■ Task statement
Show every line of the data where the word "IdentityVerifier" can be found.

Data for the task START

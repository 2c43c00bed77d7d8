pub mod broadcaster;
pub mod content;
pub mod delivery_queue;
pub mod key_vault;
pub mod membership;
pub mod message_store;
pub mod notifications;
pub mod presence;
pub mod rate_limit;
pub mod sweeper;
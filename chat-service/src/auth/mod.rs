//! Identity verification, consumed through a narrow interface.
//!
//! Token minting, password hashing and login flows live in the identity
//! service; this side only verifies what it is handed.

use async_trait::async_trait;
use jsonwebtoken::{decode, Algorithm, DecodingKey, Validation};
use serde::{Deserialize, Serialize};
use std::sync::Arc;
use uuid::Uuid;

use crate::cache::SharedStore;
use crate::error::{AppError, AppResult};

/// The authenticated caller attached to each request/connection.
#[derive(Debug, Clone)]
pub struct AuthContext {
    pub user_id: Uuid,
    pub username: String,
    pub email: Option<String>,
    pub session_id: Uuid,
}

#[async_trait]
pub trait IdentityVerifier: Send + Sync {
    async fn verify(&self, token: &str) -> AppResult<AuthContext>;

    /// Whether the session is still live (not revoked by a logout or an
    /// administrative kill).
    async fn is_session_active(&self, user_id: Uuid, session_id: Uuid) -> AppResult<bool>;
}

pub type SharedVerifier = Arc<dyn IdentityVerifier>;

#[derive(Debug, Serialize, Deserialize)]
struct Claims {
    sub: String,
    sid: String,
    username: String,
    #[serde(default)]
    email: Option<String>,
    exp: i64,
}

/// HS256 verifier. Session revocation is a shared-store lookup so a logout
/// on any instance takes effect everywhere.
pub struct JwtVerifier {
    decoding_key: DecodingKey,
    store: SharedStore,
}

fn revoked_session_key(session_id: Uuid) -> String {
    format!("session:revoked:{session_id}")
}

impl JwtVerifier {
    pub fn new(secret: &str, store: SharedStore) -> Self {
        Self {
            decoding_key: DecodingKey::from_secret(secret.as_bytes()),
            store,
        }
    }
}

#[async_trait]
impl IdentityVerifier for JwtVerifier {
    async fn verify(&self, token: &str) -> AppResult<AuthContext> {
        let validation = Validation::new(Algorithm::HS256);
        let data = decode::<Claims>(token, &self.decoding_key, &validation)
            .map_err(|_| AppError::Authentication)?;

        let user_id =
            Uuid::parse_str(&data.claims.sub).map_err(|_| AppError::Authentication)?;
        let session_id =
            Uuid::parse_str(&data.claims.sid).map_err(|_| AppError::Authentication)?;

        if !self.is_session_active(user_id, session_id).await? {
            return Err(AppError::Authentication);
        }

        Ok(AuthContext {
            user_id,
            username: data.claims.username,
            email: data.claims.email,
            session_id,
        })
    }

    async fn is_session_active(&self, _user_id: Uuid, session_id: Uuid) -> AppResult<bool> {
        let revoked = self.store.get(&revoked_session_key(session_id)).await?;
        Ok(revoked.is_none())
    }
}

#[cfg(test)]
mod tests {
    use super::*;
    use crate::cache::InMemoryStore;
    use jsonwebtoken::{encode, EncodingKey, Header};

    fn token(secret: &str, user_id: Uuid, session_id: Uuid) -> String {
        let claims = Claims {
            sub: user_id.to_string(),
            sid: session_id.to_string(),
            username: "alice".into(),
            email: Some("alice@example.com".into()),
            exp: chrono::Utc::now().timestamp() + 3600,
        };
        encode(
            &Header::default(),
            &claims,
            &EncodingKey::from_secret(secret.as_bytes()),
        )
        .unwrap()
    }

    #[tokio::test]
    async fn valid_token_verifies() {
        let store: SharedStore = Arc::new(InMemoryStore::new());
        let verifier = JwtVerifier::new("secret", store);
        let user_id = Uuid::new_v4();
        let ctx = verifier
            .verify(&token("secret", user_id, Uuid::new_v4()))
            .await
            .unwrap();
        assert_eq!(ctx.user_id, user_id);
        assert_eq!(ctx.username, "alice");
    }

    #[tokio::test]
    async fn wrong_secret_is_rejected() {
        let store: SharedStore = Arc::new(InMemoryStore::new());
        let verifier = JwtVerifier::new("secret", store);
        let err = verifier
            .verify(&token("other", Uuid::new_v4(), Uuid::new_v4()))
            .await
            .unwrap_err();
        assert!(matches!(err, AppError::Authentication));
    }

    #[tokio::test]
    async fn revoked_session_is_rejected() {
        let store: SharedStore = Arc::new(InMemoryStore::new());
        let verifier = JwtVerifier::new("secret", Arc::clone(&store));
        let session_id = Uuid::new_v4();
        store
            .set(&revoked_session_key(session_id), "1", None)
            .await
            .unwrap();

        let err = verifier
            .verify(&token("secret", Uuid::new_v4(), session_id))
            .await
            .unwrap_err();
        assert!(matches!(err, AppError::Authentication));
    }
}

Data for the task END

■ Output for this task
pub trait IdentityVerifier: Send + Sync {
pub type SharedVerifier = Arc<dyn IdentityVerifier>;
impl IdentityVerifier for JwtVerifier {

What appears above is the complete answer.